Ever wanted to swap out one type of meat for another in one of your favorite recipes?
I love the skillet chicken fajitas my sister and I came up with over the summer. Recently, I wanted skillet chicken fajitas, only to discover I didn’t have any chicken. So I tried the recipe with some eye of round steak I had on hand. It turned out great!
- 1 red pepper
- 1-2 onions
- 1 teaspoon cumin
- ½ teaspoon chili powder
- ½ teaspoon kosher salt
- ½ teaspoon fresh ground black pepper
- ¼ teaspoon onion powder
- ¼ teaspoon granulated garlic
- 3 tablespoons olive oil, divided
- 1/2 pound uncooked eye of round steak, thinly sliced
- 5 tortillas
- Refried beans
- 6-8 ounces cheddar or pepper jack cheese, grated
- Slice red pepper lengthwise about one-eighth-inch wide.
- Slice onion into slightly thicker slices than the red pepper then cut rounds in half.
- In medium frying pan, put 1 tablespoon olive oil. Heat over medium heat. Add red pepper and onion slices. Sauté for 3-4 minutes. Remove from heat but keep red peppers and onions warm in frying pan.

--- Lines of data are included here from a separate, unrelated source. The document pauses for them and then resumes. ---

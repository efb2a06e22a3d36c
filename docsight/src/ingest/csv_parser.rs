//! Delimited text parsing with spreadsheet-style dynamic typing.

use once_cell::sync::Lazy;
use regex::Regex;
use tracing::{debug, instrument};

use super::{ParsedTable, TableParser};
use crate::analyzers::cell::{Cell, Row};
use crate::error::{DocsightError, Result};

/// Largest integer a double holds exactly; numeric text beyond it stays text.
const MAX_SAFE_NUMBER: f64 = 9_007_199_254_740_992.0;

/// Candidates tried when no delimiter is configured.
const CANDIDATE_DELIMITERS: [u8; 4] = [b',', b'\t', b'|', b';'];

/// Lines inspected when guessing the delimiter.
const DELIMITER_PREVIEW_LINES: usize = 10;

static FLOAT: Lazy<Regex> = Lazy::new(|| {
    Regex::new(r"^\s*-?(\d+\.?|\.\d+|\d+\.\d+)([eE][-+]?\d+)?\s*$").expect("float pattern is valid")
});

/// Options for CSV parsing.
#[derive(Debug, Clone)]
pub struct CsvOptions {
    /// Field delimiter; guessed from the first lines when `None`
    pub delimiter: Option<u8>,
    /// Quote character (default: '"')
    pub quote: u8,
    /// Comment prefix (lines starting with this are ignored)
    pub comment: Option<u8>,
    /// Convert numeric and boolean text into typed cells
    pub dynamic_typing: bool,
    /// Stop after this many records
    pub max_records: Option<usize>,
}

impl Default for CsvOptions {
    fn default() -> Self {
        Self {
            delimiter: None,
            quote: b'"',
            comment: None,
            dynamic_typing: true,
            max_records: None,
        }
    }
}

impl CsvOptions {
    pub fn with_delimiter(mut self, delimiter: u8) -> Self {
        self.delimiter = Some(delimiter);
        self
    }

    pub fn with_dynamic_typing(mut self, enabled: bool) -> Self {
        self.dynamic_typing = enabled;
        self
    }

    pub fn with_max_records(mut self, max_records: usize) -> Self {
        self.max_records = Some(max_records);
        self
    }
}

/// Parses CSV with a header row.
///
/// Header names are trimmed. Records shorter than the header leave the missing
/// columns out of the row; extra fields are dropped. With dynamic typing on,
/// `true`/`TRUE`/`false`/`FALSE` become booleans, decimal text within the safe
/// integer range becomes a number, and empty fields become null.
#[derive(Debug, Clone, Default)]
pub struct CsvParser {
    options: CsvOptions,
}

impl CsvParser {
    pub fn new() -> Self {
        Self::default()
    }

    pub fn with_options(options: CsvOptions) -> Self {
        Self { options }
    }

    pub fn options(&self) -> &CsvOptions {
        &self.options
    }

    /// Parses a UTF-8 buffer.
    #[instrument(skip(self, bytes), fields(bytes = bytes.len()))]
    pub fn parse(&self, bytes: &[u8]) -> Result<ParsedTable> {
        if bytes.starts_with(&[0xFF, 0xFE]) || bytes.starts_with(&[0xFE, 0xFF]) {
            return Err(DocsightError::parse(
                "CSV",
                "UTF-16 encoded files are not supported; save the file as UTF-8",
            ));
        }
        let bytes = bytes.strip_prefix(&[0xEF, 0xBB, 0xBF]).unwrap_or(bytes);

        let delimiter = self
            .options
            .delimiter
            .unwrap_or_else(|| guess_delimiter(bytes));

        let mut reader = csv::ReaderBuilder::new()
            .has_headers(true)
            .flexible(true)
            .delimiter(delimiter)
            .quote(self.options.quote)
            .comment(self.options.comment)
            .from_reader(bytes);

        let headers: Vec<String> = reader
            .headers()?
            .iter()
            .map(|h| h.trim().trim_matches('\u{feff}').to_string())
            .collect();

        let mut rows = Vec::new();
        for record in reader.records() {
            if self.options.max_records.is_some_and(|max| rows.len() >= max) {
                break;
            }
            let record = record?;
            if record.len() == 1 && record.get(0).is_some_and(str::is_empty) {
                continue;
            }

            let row: Row = headers
                .iter()
                .zip(record.iter())
                .map(|(header, field)| (header.clone(), self.convert(field)))
                .collect();
            rows.push(row);
        }

        debug!(
            delimiter = %char::from(delimiter),
            columns = headers.len(),
            rows = rows.len(),
            "Parsed CSV"
        );
        Ok(ParsedTable::new(headers, rows))
    }

    fn convert(&self, field: &str) -> Cell {
        if self.options.dynamic_typing {
            dynamic_cell(field)
        } else {
            Cell::Text(field.to_string())
        }
    }
}

impl TableParser for CsvParser {
    fn parse_table(&self, bytes: &[u8]) -> Result<ParsedTable> {
        self.parse(bytes)
    }

    fn name(&self) -> &str {
        "csv"
    }
}

/// Converts a raw field the way spreadsheet-oriented CSV readers do.
pub fn dynamic_cell(field: &str) -> Cell {
    match field {
        "" => Cell::Null,
        "true" | "TRUE" => Cell::Bool(true),
        "false" | "FALSE" => Cell::Bool(false),
        _ if FLOAT.is_match(field) => match field.trim().parse::<f64>() {
            Ok(n) if n.abs() <= MAX_SAFE_NUMBER => Cell::Number(n),
            _ => Cell::Text(field.to_string()),
        },
        _ => Cell::Text(field.to_string()),
    }
}

/// Picks the candidate delimiter whose field counts are most consistent over the
/// first lines, preferring more fields on a tie. Falls back to a comma.
fn guess_delimiter(bytes: &[u8]) -> u8 {
    let preview: Vec<&[u8]> = bytes
        .split(|&b| b == b'\n')
        .filter(|line| !line.iter().all(u8::is_ascii_whitespace))
        .take(DELIMITER_PREVIEW_LINES)
        .collect();

    let mut best: Option<(u8, usize, f64)> = None;
    for delimiter in CANDIDATE_DELIMITERS {
        let counts: Vec<usize> = preview
            .iter()
            .map(|line| count_fields(line, delimiter))
            .collect();
        if counts.is_empty() {
            continue;
        }
        let average = counts.iter().sum::<usize>() as f64 / counts.len() as f64;
        if average < 2.0 {
            continue;
        }
        let delta: usize = counts.windows(2).map(|w| w[0].abs_diff(w[1])).sum();

        let better = match best {
            None => true,
            Some((_, best_delta, best_average)) => {
                delta < best_delta || (delta == best_delta && average > best_average)
            }
        };
        if better {
            best = Some((delimiter, delta, average));
        }
    }

    best.map_or(b',', |(delimiter, _, _)| delimiter)
}

/// Field count of one line, ignoring delimiters inside double quotes.
fn count_fields(line: &[u8], delimiter: u8) -> usize {
    let mut in_quotes = false;
    let mut fields = 1;
    for &b in line {
        if b == b'"' {
            in_quotes = !in_quotes;
        } else if b == delimiter && !in_quotes {
            fields += 1;
        }
    }
    fields
}
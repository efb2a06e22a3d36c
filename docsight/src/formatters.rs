//! Rendering of analysis results for terminals and machine consumers.
//!
//! # Examples
//!
//! ```rust
//! use docsight::formatters::{DatasetReport, HumanFormatter, ResultFormatter};
//! use docsight::analyzers::{Row, TabularProfiler};
//!
//! let rows = vec![Row::new().with("city", "Oslo"), Row::new().with("city", "Lima")];
//! let analysis = TabularProfiler::new().profile(&["city"], &rows);
//!
//! let output = HumanFormatter::new()
//!     .format_dataset(&DatasetReport::new(analysis))
//!     .unwrap();
//! assert!(output.contains("city"));
//! ```

use std::fmt::Write;

use serde::Serialize;

use crate::analyzers::charts::ChartSuggestion;
use crate::analyzers::profiler::DatasetAnalysis;
use crate::analyzers::quality::{QualityAssessment, Severity};
use crate::analyzers::stats::ColumnStats;
use crate::error::{DocsightError, Result};
use crate::structure::DocumentStructure;

/// Configuration options for formatting.
#[derive(Debug, Clone)]
pub struct FormatterConfig {
    /// Show sample values per column
    pub include_samples: bool,
    pub include_correlations: bool,
    pub include_quality: bool,
    pub include_charts: bool,
    /// Maximum number of quality issues to display (`None` for all)
    pub max_issues: Option<usize>,
    /// Whether to use colorized output (for human formatter)
    pub use_colors: bool,
}

impl Default for FormatterConfig {
    fn default() -> Self {
        Self {
            include_samples: true,
            include_correlations: true,
            include_quality: true,
            include_charts: true,
            max_issues: None,
            use_colors: true,
        }
    }
}

impl FormatterConfig {
    /// Column table only.
    pub fn minimal() -> Self {
        Self {
            include_samples: false,
            include_correlations: false,
            include_quality: false,
            include_charts: false,
            max_issues: Some(0),
            use_colors: false,
        }
    }

    pub fn with_colors(mut self, use_colors: bool) -> Self {
        self.use_colors = use_colors;
        self
    }

    pub fn with_max_issues(mut self, max: usize) -> Self {
        self.max_issues = Some(max);
        self
    }
}

/// A dataset analysis together with its downstream results.
#[derive(Debug, Clone, Serialize)]
#[serde(rename_all = "camelCase")]
pub struct DatasetReport {
    pub analysis: DatasetAnalysis,
    #[serde(skip_serializing_if = "Option::is_none")]
    pub quality: Option<QualityAssessment>,
    #[serde(skip_serializing_if = "Vec::is_empty")]
    pub charts: Vec<ChartSuggestion>,
}

impl DatasetReport {
    pub fn new(analysis: DatasetAnalysis) -> Self {
        Self {
            analysis,
            quality: None,
            charts: Vec::new(),
        }
    }

    pub fn with_quality(mut self, quality: QualityAssessment) -> Self {
        self.quality = Some(quality);
        self
    }

    pub fn with_charts(mut self, charts: Vec<ChartSuggestion>) -> Self {
        self.charts = charts;
        self
    }
}

/// Renders results as text.
pub trait ResultFormatter {
    fn format_dataset(&self, report: &DatasetReport) -> Result<String>;

    fn format_structure(&self, structure: &DocumentStructure) -> Result<String>;
}

/// Structured JSON output.
#[derive(Debug, Clone)]
pub struct JsonFormatter {
    config: FormatterConfig,
    pretty: bool,
}

impl JsonFormatter {
    pub fn new() -> Self {
        Self::with_config(FormatterConfig::default())
    }

    pub fn with_config(config: FormatterConfig) -> Self {
        Self { config, pretty: true }
    }

    /// Sets whether to use pretty-printed JSON.
    pub fn with_pretty(mut self, pretty: bool) -> Self {
        self.pretty = pretty;
        self
    }

    fn render<T: Serialize>(&self, value: &T) -> Result<String> {
        let rendered = if self.pretty {
            serde_json::to_string_pretty(value)
        } else {
            serde_json::to_string(value)
        };
        rendered.map_err(|e| DocsightError::Serialization(format!("Failed to serialize result to JSON: {e}")))
    }
}

impl Default for JsonFormatter {
    fn default() -> Self {
        Self::new()
    }
}

impl ResultFormatter for JsonFormatter {
    fn format_dataset(&self, report: &DatasetReport) -> Result<String> {
        let mut filtered = report.clone();
        if !self.config.include_samples {
            for column in &mut filtered.analysis.columns {
                column.sample_values.clear();
            }
        }
        if !self.config.include_correlations {
            filtered.analysis.correlations.clear();
        }
        if !self.config.include_quality {
            filtered.quality = None;
        }
        if !self.config.include_charts {
            filtered.charts.clear();
        }
        self.render(&filtered)
    }

    fn format_structure(&self, structure: &DocumentStructure) -> Result<String> {
        self.render(structure)
    }
}

/// Console output.
#[derive(Debug, Clone)]
pub struct HumanFormatter {
    config: FormatterConfig,
}

impl HumanFormatter {
    pub fn new() -> Self {
        Self {
            config: FormatterConfig::default(),
        }
    }

    pub fn with_config(config: FormatterConfig) -> Self {
        Self { config }
    }

    fn heading(&self, text: &str) -> String {
        if self.config.use_colors {
            format!("\x1b[1m{text}\x1b[0m")
        } else {
            text.to_string()
        }
    }

    fn severity(&self, severity: Severity) -> String {
        let label = match severity {
            Severity::Low => "low",
            Severity::Medium => "medium",
            Severity::High => "high",
        };
        if !self.config.use_colors {
            return label.to_string();
        }
        let color = match severity {
            Severity::Low => "34",
            Severity::Medium => "33",
            Severity::High => "31",
        };
        format!("\x1b[{color}m{label}\x1b[0m")
    }

    fn write_dataset(&self, out: &mut String, report: &DatasetReport) -> std::fmt::Result {
        let analysis = &report.analysis;
        writeln!(out, "{}", self.heading("Dataset profile"))?;
        writeln!(
            out,
            "   Rows: {} ({} analyzed)   Columns: {}",
            analysis.row_count, analysis.analyzed_rows, analysis.column_count
        )?;
        writeln!(
            out,
            "   Numeric: {}   Categorical: {}   Date: {}",
            analysis.summary.numeric_columns,
            analysis.summary.categorical_columns,
            analysis.summary.date_columns
        )?;

        writeln!(out)?;
        writeln!(out, "{}", self.heading("Columns"))?;
        for column in &analysis.columns {
            writeln!(
                out,
                "   {} [{}] unique={} nulls={}",
                column.name, column.inferred_type, column.unique_count, column.null_count
            )?;
            match &column.stats {
                Some(ColumnStats::Numeric(stats)) => writeln!(
                    out,
                    "      min={} max={} mean={:.3} median={} stdDev={:.3}",
                    stats.min, stats.max, stats.mean, stats.median, stats.std_dev
                )?,
                Some(ColumnStats::Categorical { mode }) => writeln!(out, "      mode={mode}")?,
                None => {}
            }
            if self.config.include_samples && !column.sample_values.is_empty() {
                writeln!(out, "      samples: {}", column.sample_values.join(", "))?;
            }
        }

        if self.config.include_correlations && !analysis.correlations.is_empty() {
            writeln!(out)?;
            writeln!(out, "{}", self.heading("Correlations"))?;
            for pair in &analysis.correlations {
                writeln!(
                    out,
                    "   {} ~ {}: {} ({})",
                    pair.column1, pair.column2, pair.correlation, pair.strength.as_str()
                )?;
            }
        }

        if let (true, Some(quality)) = (self.config.include_quality, &report.quality) {
            writeln!(out)?;
            writeln!(out, "{}", self.heading("Data quality"))?;
            writeln!(
                out,
                "   Overall: {:.1}   Completeness: {:.1}%   Consistency: {:.1}%   Validity: {:.1}%",
                quality.overall_score, quality.completeness, quality.consistency, quality.validity
            )?;

            let shown = self.config.max_issues.unwrap_or(quality.issues.len()).min(quality.issues.len());
            for issue in &quality.issues[..shown] {
                writeln!(out, "   [{}] {}", self.severity(issue.severity), issue.description)?;
            }
            if quality.issues.len() > shown {
                writeln!(out, "   ... and {} more issues", quality.issues.len() - shown)?;
            }
        }

        if self.config.include_charts && !report.charts.is_empty() {
            writeln!(out)?;
            writeln!(out, "{}", self.heading("Suggested charts"))?;
            for chart in &report.charts {
                writeln!(
                    out,
                    "   {} ({:.2}): {}",
                    chart.chart_type, chart.confidence, chart.config.title
                )?;
            }
        }
        Ok(())
    }

    fn write_structure(&self, out: &mut String, structure: &DocumentStructure) -> std::fmt::Result {
        writeln!(out, "{}", self.heading("Document structure"))?;
        writeln!(
            out,
            "   Paragraphs: {}   Words: {}   Lists: {}   Tables: {}",
            structure.paragraph_count,
            structure.word_count,
            yes_no(structure.has_lists),
            yes_no(structure.has_tables)
        )?;

        if !structure.sections.is_empty() {
            writeln!(out)?;
            writeln!(out, "{}", self.heading("Sections"))?;
            for section in &structure.sections {
                writeln!(
                    out,
                    "   {:>5}-{:<5} {}",
                    section.start_line, section.end_line, section.title
                )?;
            }
        }
        Ok(())
    }
}

fn yes_no(value: bool) -> &'static str {
    if value {
        "yes"
    } else {
        "no"
    }
}

impl Default for HumanFormatter {
    fn default() -> Self {
        Self::new()
    }
}

impl ResultFormatter for HumanFormatter {
    fn format_dataset(&self, report: &DatasetReport) -> Result<String> {
        let mut output = String::new();
        self.write_dataset(&mut output, report)
            .map_err(|e| DocsightError::Internal(format!("failed to format report: {e}")))?;
        Ok(output)
    }

    fn format_structure(&self, structure: &DocumentStructure) -> Result<String> {
        let mut output = String::new();
        self.write_structure(&mut output, structure)
            .map_err(|e| DocsightError::Internal(format!("failed to format structure: {e}")))?;
        Ok(output)
    }
}
//! Logging configuration and subscriber setup.
//!
//! Library code only emits `tracing` events; installing a subscriber is left to
//! binaries through [`setup::init_logging`]. Uploaded content (file names,
//! extracted text, cell values) can be large or sensitive, so the processing
//! layer routes it through [`LogConfig`] and [`truncate_field`].

use tracing::Level;

/// Controls how much of the processing pipeline is logged.
#[derive(Debug, Clone)]
pub struct LogConfig {
    /// Base log level for docsight components
    pub base_level: Level,
    /// Log blob fetches, parses and persistence
    pub log_data_operations: bool,
    /// Include previews of extracted text and cell values
    pub log_content_previews: bool,
    /// Maximum length for logged field values
    pub max_field_length: usize,
}

impl Default for LogConfig {
    fn default() -> Self {
        Self {
            base_level: Level::INFO,
            log_data_operations: true,
            log_content_previews: false,
            max_field_length: 256,
        }
    }
}

impl LogConfig {
    /// Everything, with long previews.
    pub fn verbose() -> Self {
        Self {
            base_level: Level::DEBUG,
            log_data_operations: true,
            log_content_previews: true,
            max_field_length: 1024,
        }
    }

    /// Warnings only and no uploaded content in the logs.
    pub fn production() -> Self {
        Self {
            base_level: Level::WARN,
            log_data_operations: false,
            log_content_previews: false,
            max_field_length: 128,
        }
    }

    /// Truncates `value` to this configuration's field length.
    pub fn field(&self, value: &str) -> String {
        truncate_field(value, self.max_field_length)
    }
}

/// Debug logging gated on the configured base level.
#[macro_export]
macro_rules! perf_debug {
    ($config:expr, $($arg:tt)*) => {
        if $config.base_level >= tracing::Level::DEBUG {
            tracing::debug!($($arg)*);
        }
    };
}

/// Info logging for data operations, gated on `log_data_operations`.
#[macro_export]
macro_rules! log_data_op {
    ($config:expr, $($arg:tt)*) => {
        if $config.log_data_operations {
            tracing::info!($($arg)*);
        }
    };
}

/// Truncates a string to at most `max_length` bytes on a character boundary.
pub fn truncate_field(value: &str, max_length: usize) -> String {
    if value.len() <= max_length {
        return value.to_string();
    }
    let mut end = max_length;
    while !value.is_char_boundary(end) {
        end -= 1;
    }
    format!("{}...(truncated)", &value[..end])
}

/// Subscriber installation for binaries and tests.
pub mod setup {
    use tracing::Level;

    use crate::error::{DocsightError, Result};

    /// Configuration for the global subscriber.
    #[derive(Debug, Clone)]
    pub struct LoggingConfig {
        /// Log level for everything outside docsight
        pub level: Level,
        /// Log level for docsight itself
        pub docsight_level: Level,
        /// Emit JSON lines instead of human-readable output
        pub json_format: bool,
        /// Write to stderr so stdout stays free for command output
        pub stderr: bool,
        /// Environment filter override
        pub env_filter: Option<String>,
    }

    impl Default for LoggingConfig {
        fn default() -> Self {
            Self {
                level: Level::WARN,
                docsight_level: Level::INFO,
                json_format: false,
                stderr: true,
                env_filter: None,
            }
        }
    }

    impl LoggingConfig {
        /// JSON output at info level.
        pub fn production() -> Self {
            Self {
                level: Level::WARN,
                docsight_level: Level::INFO,
                json_format: true,
                stderr: true,
                env_filter: None,
            }
        }

        pub fn development() -> Self {
            Self {
                level: Level::DEBUG,
                docsight_level: Level::DEBUG,
                json_format: false,
                stderr: true,
                env_filter: None,
            }
        }

        pub fn with_level(mut self, level: Level) -> Self {
            self.level = level;
            self
        }

        pub fn with_docsight_level(mut self, level: Level) -> Self {
            self.docsight_level = level;
            self
        }

        pub fn with_json_format(mut self, enabled: bool) -> Self {
            self.json_format = enabled;
            self
        }

        pub fn with_env_filter(mut self, filter: impl Into<String>) -> Self {
            self.env_filter = Some(filter.into());
            self
        }

        /// Builds the environment filter string.
        pub fn env_filter(&self) -> String {
            match &self.env_filter {
                Some(filter) => filter.clone(),
                None => format!(
                    "{},docsight={}",
                    self.level.as_str().to_lowercase(),
                    self.docsight_level.as_str().to_lowercase()
                ),
            }
        }
    }

    /// Installs the global subscriber.
    ///
    /// `RUST_LOG` takes precedence over the configured filter. Fails if a
    /// subscriber is already installed.
    ///
    /// # Examples
    ///
    /// ```rust,no_run
    /// use docsight::logging::setup::{init_logging, LoggingConfig};
    ///
    /// init_logging(LoggingConfig::development().with_json_format(true)).unwrap();
    /// ```
    pub fn init_logging(config: LoggingConfig) -> Result<()> {
        use tracing_subscriber::{layer::SubscriberExt, util::SubscriberInitExt, EnvFilter, Layer};

        let env_filter = EnvFilter::try_from_default_env()
            .unwrap_or_else(|_| EnvFilter::new(config.env_filter()));

        let fmt_layer = match (config.json_format, config.stderr) {
            (true, true) => tracing_subscriber::fmt::layer()
                .json()
                .with_writer(std::io::stderr)
                .boxed(),
            (true, false) => tracing_subscriber::fmt::layer().json().boxed(),
            (false, true) => tracing_subscriber::fmt::layer()
                .with_writer(std::io::stderr)
                .boxed(),
            (false, false) => tracing_subscriber::fmt::layer().boxed(),
        };

        tracing_subscriber::registry()
            .with(env_filter)
            .with(fmt_layer)
            .try_init()
            .map_err(|e| DocsightError::Configuration(format!("failed to install subscriber: {e}")))
    }
}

- Combine cumin, chili powder, kosher salt, black pepper, onion powder, and garlic in a large bowl.
- Toss thinly sliced steak with the spice mixture to coat.
- Heat remaining 2 tablespoons olive oil in large frying pan over medium high heat. Add steak.
- Stir to coat with hot oil. Cook until done, between 2 minutes.
- Remove from heat.
- In medium frying pan over medium heat, fry with no oil, tortillas 30 seconds on each side.
- Serve red peppers and onions from the hot frying pans.
- Put refried beans in a microwave safe bowl, cover, and heat on low power for 2-3 minutes. Serve in the fajitas or on the side with salsa.
- Set out grated cheese when serving.